CUDA multiple dynamically allocated shared arrays in single kernel


I have the following problem. I am trying to divide a shared array into smaller arrays and then use these arrays in other device functions. In my kernel function I do,

for (int block_x = 0; block_x < blockDim.x; block_x++) {
  for (int block_y = 0; block_y < blockDim.y; block_y++) {
    //set up shared memory block
    extern __shared__ vec3f share[];
    vec3f *sh_pos = share;
    vec3f *sh_velocity = &sh_pos[blockDim.x*blockDim.y];
    vec3f *sh_density = &sh_velocity[blockDim.x*blockDim.y];
    vec3f *sh_pressure = &sh_density[blockDim.x*blockDim.y];
    //index by 2d threadidx's
    unsigned int index = (block_x * blockDim.x + threadIdx.x) + blockDim.x * gridDim.x * (block_y * blockDim.y + threadIdx.y);
    sh_pos[blockDim.x * threadIdx.x + threadIdx.y] = oldParticles[index].position();
    sh_velocity[blockDim.x * threadIdx.x + threadIdx.y] = oldParticles[index].velocity();
    sh_pressure[blockDim.x * threadIdx.x + threadIdx.y].x = oldParticles[index].pressure();
    sh_density[blockDim.x * threadIdx.x + threadIdx.y].x = oldParticles[index].density();
    __syncthreads();
    d_force_pressure(oldParticles[arr_pos],c_kernel_support);
    __syncthreads();
  }
}

As far as I can tell, all the sh_ arrays get filled with zeros and not the values that I want. I can't tell what I am doing wrong. Note that vec3f is vector of floats just like the float3 datatype. Also, I didn't think I could mix in floats for density and pressure so I just made them vectors and am using a single component. Then, for example my d_force_pressure function is,

__device__ void d_force_pressure(particle& d_particle, float h) {
  extern __shared__ vec3f share[];
  vec3f *sh_pos = share;
  vec3f *sh_velocity = &sh_pos[blockDim.x*blockDim.y];
  vec3f *sh_density = &sh_velocity[blockDim.x*blockDim.y];
  vec3f *sh_pressure = &sh_density[blockDim.x*blockDim.y];
  for (int i = 0; i < blockDim.x * blockDim.y; i++) {
    vec3f diffPos = d_particle.position() - sh_pos[i];
    d_particle.force() += GradFuncion(diffPos,h) * -1.0 * c_particle_mass *  (d_particle.pressure()+sh_pressure[i].x)/(2.0*sh_density[i].x);
  }  
}

After calls to this function I get NaNs since I am dividing by zero (sh_density[i].x is as far as I can tell, 0). Also is this in general, the correct way to load shared memory?

Kernel is called by

dim3 block(BLOCK_SIZE,BLOCK_SIZE,1);
dim3 grid((int)ceil(sqrt(float(max_particles)) / (float(block.x*block.y))), (int)ceil(sqrt(float(max_particles)) / (float(block.x*block.y))), 1);
int sharedMemSize = block.x*block.y*4*sizeof(vec3f);
force_kernel<<< grid,block,sharedMemSize  >>>(particle_ptrs[1],particle_ptrs[0],time_step);

Solution

  • I indicated in your previous question that you don't want to do this:

    dim3 grid((int)ceil(sqrt(float(max_particles)) / (float(block.x*block.y))), (int)ceil(sqrt(float(max_particles)) / (float(block.x*block.y))), 1);
    

    you want to do this:

    dim3 grid((int)ceil(sqrt(float(max_particles)) / (float(block.x))), (int)ceil(sqrt(float(max_particles)) / (float(block.y))), 1);
    

    The x grid direction should be scaled by the threadblock x dimension, not the threadblock x dimension * threadblock y dimension. However the code I posted in my previous answer also had this error, even though I pointed it out in the comments, I forgot to fix it.
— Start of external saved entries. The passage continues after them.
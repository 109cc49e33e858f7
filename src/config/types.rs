use serde::{Deserialize, Serialize};
use std::path::PathBuf;

#[derive(Debug, Clone, Default, Deserialize, Serialize)]
pub struct Config {
    #[serde(default)]
    pub server: ServerConfig,

    #[serde(default)]
    pub storage: StorageConfig,
}

#[derive(Debug, Clone, Deserialize, Serialize)]
pub struct ServerConfig {
    #[serde(default = "default_host")]
    pub host: String,

    #[serde(default = "default_port")]
    pub port: u16,

    /// Largest accepted upload request body, in bytes (default: 25 MiB)
    #[serde(default = "default_max_upload_bytes")]
    pub max_upload_bytes: usize,
}

fn default_host() -> String {
    "0.0.0.0".to_string()
}
fn default_port() -> u16 {
    8080
}
fn default_max_upload_bytes() -> usize {
    25 * 1024 * 1024
}

impl Default for ServerConfig {
    fn default() -> Self {
        Self {
            host: default_host(),
            port: default_port(),
            max_upload_bytes: default_max_upload_bytes(),
        }
    }
}

#[derive(Debug, Clone, Deserialize, Serialize)]
pub struct StorageConfig {
    /// Directory that relative media paths are resolved against
    #[serde(default = "default_base_dir")]
    pub base_dir: PathBuf,

    /// First segment of every stored path; also the name of the media root
    /// directory under `base_dir`
    #[serde(default = "default_root_label")]
    pub root_label: String,
}

fn default_base_dir() -> PathBuf {
    PathBuf::from("./public")
}
fn default_root_label() -> String {
    "Images".to_string()
}

impl Default for StorageConfig {
    fn default() -> Self {
        Self {
            base_dir: default_base_dir(),
            root_label: default_root_label(),
        }
    }
}
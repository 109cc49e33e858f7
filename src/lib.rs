//! Report-Media - Report-scoped photo store
//!
//! This library crate exposes the store, configuration and HTTP server for
//! the binary and for integration testing.

pub mod config;
pub mod media;
pub mod server;
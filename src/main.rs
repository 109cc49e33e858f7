mod cli;

use report_media::{config, media::MediaService, media::UploadedFile, server};
use report_media_common::ReportKey;

use anyhow::{Context, Result};
use clap::Parser;
use cli::{Cli, Commands};
use std::io::Write;
use std::path::{Path, PathBuf};

async fn start_server(
    host: Option<String>,
    port: Option<u16>,
    config_path: Option<&Path>,
) -> Result<()> {
    let mut config = config::load_config_or_default(config_path)?;

    // Override host/port from CLI if specified
    if let Some(host) = host {
        config.server.host = host;
    }
    if let Some(port) = port {
        config.server.port = port;
    }
    config::validate_config(&config)?;

    tracing::info!("Starting report-media server");
    tracing::info!(
        "Server will listen on {}:{}",
        config.server.host,
        config.server.port
    );

    let media = MediaService::from_config(&config.storage)?;
    server::start_server(config, media).await
}

fn main() -> Result<()> {
    let cli = Cli::parse();

    // Respect RUST_LOG env var if set, otherwise use defaults based on verbose flag
    let env_filter = std::env::var("RUST_LOG").unwrap_or_else(|_| {
        if cli.verbose {
            "report_media=trace,report_media_common=debug,tower_http=debug".to_string()
        } else {
            "report_media=debug,tower_http=info".to_string()
        }
    });

    tracing_subscriber::fmt()
        .with_env_filter(&env_filter)
        .with_writer(std::io::stderr)
        .init();

    match cli.command {
        Commands::Start { host, port } => {
            let rt = tokio::runtime::Runtime::new()?;
            rt.block_on(start_server(host, port, cli.config.as_deref()))
        }
        Commands::Ingest { report, files } => {
            ingest_files(&report, &files, cli.config.as_deref())
        }
        Commands::Fetch { path, output } => {
            fetch_file(&path, output.as_deref(), cli.config.as_deref())
        }
        Commands::Validate {
            config: config_path,
        } => {
            let path = config_path.or(cli.config);
            validate_config(path.as_deref())
        }
        Commands::Version => {
            println!("report-media {}", env!("CARGO_PKG_VERSION"));
            Ok(())
        }
    }
}

fn ingest_files(report: &str, files: &[PathBuf], config_path: Option<&Path>) -> Result<()> {
    let config = config::load_config_or_default(config_path)?;
    let media = MediaService::from_config(&config.storage)?;
    let report_key = ReportKey::parse(report)?;

    let uploads = files
        .iter()
        .map(|path| -> Result<UploadedFile> {
            let data = std::fs::read(path)
                .with_context(|| format!("Failed to read input file: {:?}", path))?;
            let name = path
                .file_name()
                .map(|n| n.to_string_lossy().into_owned())
                .unwrap_or_default();
            Ok(UploadedFile::new(name, data))
        })
        .collect::<Result<Vec<_>>>()?;

    let paths = media.store().ingest(&report_key, &uploads)?;
    for path in paths {
        println!("{}", path);
    }
    Ok(())
}

fn fetch_file(path: &str, output: Option<&Path>, config_path: Option<&Path>) -> Result<()> {
    let config = config::load_config_or_default(config_path)?;
    let media = MediaService::from_config(&config.storage)?;

    let retrieved = media.store().retrieve(path)?;
    eprintln!("Content-Type: {}", retrieved.content_type);

    match output {
        Some(out) => std::fs::write(out, &retrieved.data)
            .with_context(|| format!("Failed to write output file: {:?}", out))?,
        None => {
            let mut stdout = std::io::stdout().lock();
            stdout.write_all(&retrieved.data)?;
            stdout.flush()?;
        }
    }
    Ok(())
}

fn validate_config(config_path: Option<&Path>) -> Result<()> {
    let config = config::load_config_or_default(config_path)?;

    println!("Configuration is valid!");
    println!();
    println!("Server: {}:{}", config.server.host, config.server.port);
    println!("Max upload size: {} bytes", config.server.max_upload_bytes);
    println!(
        "Media root: {}",
        config
            .storage
            .base_dir
            .join(&config.storage.root_label)
            .display()
    );

    Ok(())
}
    Furthermore, this indexing doesn't look right to me:

    sh_velocity[blockDim.x * threadIdx.x + threadIdx.y] 
    

    I think it should be:

    sh_velocity[blockDim.x * threadIdx.y + threadIdx.x] 
    

    You have several examples of that.

    You haven't posted a complete executable. There certainly may be more issues than the ones I've pointed out above. If I have to go through all the vec3f -> float3 conversion work I did in your last question, well, someone else can help you then. If you write a simple reproducer that doesn't depend on a bunch of code I don't have, I can try to help further. More than likely, if you do that, you'll discover the problem yourself.

    Have you put cuda error checking into your code like I suggested in my last answer?

    You might also want to run your code through cuda-memcheck:

    cuda-memcheck ./mycode